[Saved entries]
════════

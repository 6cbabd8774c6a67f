//! # Marktide Strategy Library
//!
//! This crate defines the `Strategy` contract the dispatch loop invokes on
//! every Market event, and provides two reference implementations.
//!
//! ## Architectural Principles
//!
//! - **Pull-Only Data Access:** A strategy never receives bars directly. It
//!   is handed the data handler and pulls whatever history it needs with
//!   `latest_bars`, which by construction can only ever show bars already
//!   revealed; there is no way to peek at the future.
//! - **Signals, Not Orders:** Strategies express conviction (`SignalEvent`),
//!   never position sizes. Sizing and risk belong to the portfolio.
//! - **Local Recovery:** A symbol missing from the data handler's universe is
//!   skipped with a warning; it is never allowed to abort the run.
//!
//! ## Public API
//!
//! - `Strategy`: The core trait all strategies implement.
//! - `BuyAndHold`: Goes long each symbol once and holds.
//! - `MaCrossover`: Double moving-average crossover.

// Declare all the modules that constitute this crate.
pub mod buy_and_hold;
pub mod error;
pub mod ma_crossover;

// Re-export the key components to create a clean, public-facing API.
pub use buy_and_hold::BuyAndHold;
pub use error::StrategyError;
pub use ma_crossover::MaCrossover;

use events::{EventQueue, MarketEvent};
use market_data::DataHandler;

/// The core trait that all trading strategies must implement.
///
/// The `&mut self` is crucial, as most strategies maintain internal state
/// (e.g., the previous values of an indicator). The data handler reference is
/// read-only; any signals the strategy produces go onto the shared queue.
pub trait Strategy: Send + Sync {
    /// Reacts to a newly revealed time step.
    ///
    /// # Returns
    ///
    /// * `Ok(())` with zero or more `SignalEvent`s enqueued.
    /// * `Err(StrategyError)` if evaluation itself fails; this aborts the run.
    fn calculate_signals(
        &mut self,
        event: &MarketEvent,
        data: &dyn DataHandler,
        queue: &EventQueue,
    ) -> Result<(), StrategyError>;
}
use chrono::{DateTime, Utc};
use rust_decimal::Decimal;
use serde::{Deserialize, Serialize};

/// A single OHLCV price bar for one symbol at one point on the timeline.
///
/// Bars are immutable once constructed. A forward-filled bar carries the
/// prior bar's prices and volume under the grid timestamp it was filled at.
#[derive(Debug, Clone, PartialEq, Serialize, Deserialize)]
pub struct Bar {
    pub symbol: String,
    pub timestamp: DateTime<Utc>,
    pub open: Decimal,
    pub high: Decimal,
    pub low: Decimal,
    pub close: Decimal,
    pub volume: Decimal,
}

impl Bar {
    /// Returns a copy of this bar restamped at a later grid timestamp,
    /// used when forward-filling a gap in a symbol's series.
    pub fn forward_filled_to(&self, timestamp: DateTime<Utc>) -> Self {
        Self {
            timestamp,
            ..self.clone()
        }
    }
}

════════

TASK GOAL: If a line in the records holds the string "symbol", copy it.

SOLUTION:
//! - **Local Recovery:** A symbol missing from the data handler's universe is
//! - `BuyAndHold`: Goes long each symbol once and holds.
/// A single OHLCV price bar for one symbol at one point on the timeline.
    pub symbol: String,
    /// used when forward-filling a gap in a symbol's series.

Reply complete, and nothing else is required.